Life is too short, go surfing!

Hailing from Byron Bay, Australia, Nikki Shipard is the first international featured mAss Kicker.  With advanced degrees in Health Promotion and Health Education, she is a key player in the young adult cancer survivor movement in Australia.  She is currently serving as the Project Coordinator: “New Ways of providing psycho-social support for young adults with cancer in Australia”.  Her experiences as a “Leukemia mAss Kicker” gives her both a unique perspective on survivorship and the drive to contribute valuable research data to the adolescent and young adult cancer survivor population.  We were lucky enough to track her down and ask her a few questions.

mK:  What/ when was your diagnosis?  How did you find out about your diagnosis?  How old were you?
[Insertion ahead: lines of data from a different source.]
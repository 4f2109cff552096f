//! Error types for the pdfsumm library.
//!
//! Every failure in a batch is fatal for that batch: the drivers do not
//! collect per-file errors, they stop at the first one and hand it back as a
//! [`SummarizeError`]. Variants are grouped by the stage that raises them so
//! the binary can print an actionable hint without string matching.

use std::path::PathBuf;
use thiserror::Error;

/// All errors returned by the pdfsumm library.
#[derive(Debug, Error)]
pub enum SummarizeError {
    // ── Input errors ──────────────────────────────────────────────────────
    /// Input file was not found at the given path.
    #[error("PDF file not found: '{path}'\nCheck the path exists and is readable.")]
    FileNotFound { path: PathBuf },

    /// Input path points at a directory.
    #[error("'{path}' is a directory, expected a PDF file")]
    NotAFile { path: PathBuf },

    /// Process does not have read permission on the file.
    #[error("Permission denied reading '{path}'\nTry: chmod +r {path:?}")]
    PermissionDenied { path: PathBuf },

    /// The file exists and was read, but is not a PDF.
    #[error("File is not a valid PDF: '{path}'\nFirst bytes: {magic:?}")]
    NotAPdf { path: PathBuf, magic: [u8; 4] },

    // ── PDF errors ────────────────────────────────────────────────────────
    /// PDF header/trailer/xref is corrupt and cannot be parsed.
    #[error("PDF '{path}' could not be opened: {detail}")]
    CorruptPdf { path: PathBuf, detail: String },

    /// pdfium returned an error while reading the text layer of a page.
    #[error("Text extraction failed for '{path}' page {page}: {detail}")]
    ExtractionFailed {
        path: PathBuf,
        page: usize,
        detail: String,
    },

    /// Could not bind to a pdfium library.
    #[error(
        "Failed to bind to pdfium library: {0}\n\
Set PDFIUM_LIB_PATH=/path/to/libpdfium or install pdfium system-wide."
    )]
    PdfiumBindingFailed(String),

    // ── LLM errors ────────────────────────────────────────────────────────
    /// The configured provider could not be initialised.
    #[error("LLM provider '{provider}' is not configured.\n{hint}")]
    ProviderNotConfigured { provider: String, hint: String },

    /// The LLM API returned an error for a document.
    #[error("LLM API error while summarising '{source_name}': {message}")]
    LlmApiError {
        source_name: String,
        message: String,
    },

    /// A prompt template without exactly one `{context}` placeholder.
    #[error("Invalid prompt template: expected exactly one {{context}} placeholder, found {found}")]
    InvalidPrompt { found: usize },

    // ── Precondition errors ───────────────────────────────────────────────
    /// The API key for the selected provider is not in the environment.
    #[error(
        "Missing API key. Make sure {var} is set or that a .env file containing \
the variable is present in the current directory."
    )]
    MissingCredential { var: String },

    // ── Config errors ─────────────────────────────────────────────────────
    /// Builder validation failed.
    #[error("Invalid configuration: {0}")]
    InvalidConfig(String),

    // ── I/O errors ────────────────────────────────────────────────────────
    /// Could not create the output directory.
    #[error("Failed to create output directory '{path}': {source}")]
    OutputDirFailed {
        path: PathBuf,
        #[source]
        source: std::io::Error,
    },

    /// Could not create or write a summary file.
    #[error("Failed to write output file '{path}': {source}")]
    OutputWriteFailed {
        path: PathBuf,
        #[source]
        source: std::io::Error,
    },

    // ── Catch-all ─────────────────────────────────────────────────────────
    /// Unexpected internal error.
    #[error("Internal error: {0}")]
    Internal(String),
}

/// Convenience alias used throughout the crate.
pub type Result<T> = std::result::Result<T, SummarizeError>;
NS: I was 28 years old when I was diagnosed with Acute lymphoblastic leukaemia (ALL) on Australia Day 2002 (26th Jan.).  I was at work this day when I noticed lots of small dots on my legs that I’d had for a few days were getting worse. Apart from these funny looking dots I was feeling completely normal. Thinking that I had some strange rash, I went to the doctor in my lunch break only to be told in a 10-minute consultation with out a blood test that he thought I might have leukaemia. Within these ten minutes, this doctor had felt my stomach and asked if I had been feeling full? I replied… “yes when I was lying down on my surf board I’d had a funny bloated feeling in my stomach.” He then looked at my legs and after this brief examination and questioning, on my way out of his room he handed me a slip and asked if I could go and have a blood test taken at the local pathology. So with tears streaming down my face, I went to the reception and paid my $60 bill. I walked slowly back to work to tell my boss in a state of shock and disbelief. He recommended I go to his doctor get a second opinion straight away. As I was walking to this next appointment, I was staring at the people in the street eating lunch and enjoying themselves. In my head all I could think was… “why is this happening to me and not any of these people?”  The second doctor examined the dots on my legs and then told me he thought it would be highly unlikely for me to have leukaemia, however he did organise a series of blood tests. I had these done and went back to work for the afternoon. I finished work around 6pm and went straight home and told my flat mate what a strange day I had. Nothing else was said of it and life went on normal again until the phone rang at 9pm that night. It was the second doctor saying “sorry but the first doctor was right in his diagnosis”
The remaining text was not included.